• WHAT THE TASK REQUIRES
Please print the whole of the listing that follows exactly.
──────── SUPPLIED ENTRIES ────────
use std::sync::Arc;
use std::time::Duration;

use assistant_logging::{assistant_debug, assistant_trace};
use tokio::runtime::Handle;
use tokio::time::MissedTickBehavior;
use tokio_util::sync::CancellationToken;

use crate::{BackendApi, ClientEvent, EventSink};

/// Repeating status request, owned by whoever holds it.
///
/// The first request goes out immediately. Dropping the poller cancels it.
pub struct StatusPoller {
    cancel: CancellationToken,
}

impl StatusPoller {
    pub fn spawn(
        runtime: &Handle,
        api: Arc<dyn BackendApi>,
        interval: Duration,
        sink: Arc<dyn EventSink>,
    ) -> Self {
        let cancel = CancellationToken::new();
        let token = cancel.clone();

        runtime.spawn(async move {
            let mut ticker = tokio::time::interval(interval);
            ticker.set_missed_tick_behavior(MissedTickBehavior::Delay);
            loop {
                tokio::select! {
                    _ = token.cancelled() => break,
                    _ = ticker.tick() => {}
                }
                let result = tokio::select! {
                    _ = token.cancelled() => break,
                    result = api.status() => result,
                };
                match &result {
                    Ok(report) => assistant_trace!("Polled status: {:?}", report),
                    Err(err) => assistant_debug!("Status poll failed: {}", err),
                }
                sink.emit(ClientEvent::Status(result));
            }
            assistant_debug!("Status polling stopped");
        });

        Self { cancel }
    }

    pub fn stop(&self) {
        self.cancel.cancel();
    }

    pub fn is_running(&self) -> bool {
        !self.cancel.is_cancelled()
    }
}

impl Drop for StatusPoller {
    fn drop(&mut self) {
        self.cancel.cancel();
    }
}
────────
• TASK ANSWER
use std::sync::Arc;
use std::time::Duration;

use assistant_logging::{assistant_debug, assistant_trace};
use tokio::runtime::Handle;
use tokio::time::MissedTickBehavior;
use tokio_util::sync::CancellationToken;

use crate::{BackendApi, ClientEvent, EventSink};

/// Repeating status request, owned by whoever holds it.
///
/// The first request goes out immediately. Dropping the poller cancels it.
pub struct StatusPoller {
    cancel: CancellationToken,
}

impl StatusPoller {
    pub fn spawn(
        runtime: &Handle,
        api: Arc<dyn BackendApi>,
        interval: Duration,
        sink: Arc<dyn EventSink>,
    ) -> Self {
        let cancel = CancellationToken::new();
        let token = cancel.clone();

        runtime.spawn(async move {
            let mut ticker = tokio::time::interval(interval);
            ticker.set_missed_tick_behavior(MissedTickBehavior::Delay);
            loop {
                tokio::select! {
                    _ = token.cancelled() => break,
                    _ = ticker.tick() => {}
                }
                let result = tokio::select! {
                    _ = token.cancelled() => break,
                    result = api.status() => result,
                };
                match &result {
                    Ok(report) => assistant_trace!("Polled status: {:?}", report),
                    Err(err) => assistant_debug!("Status poll failed: {}", err),
                }
                sink.emit(ClientEvent::Status(result));
            }
            assistant_debug!("Status polling stopped");
        });

        Self { cancel }
    }

    pub fn stop(&self) {
        self.cancel.cancel();
    }

    pub fn is_running(&self) -> bool {
        !self.cancel.is_cancelled()
    }
}

impl Drop for StatusPoller {
    fn drop(&mut self) {
        self.cancel.cancel();
    }
}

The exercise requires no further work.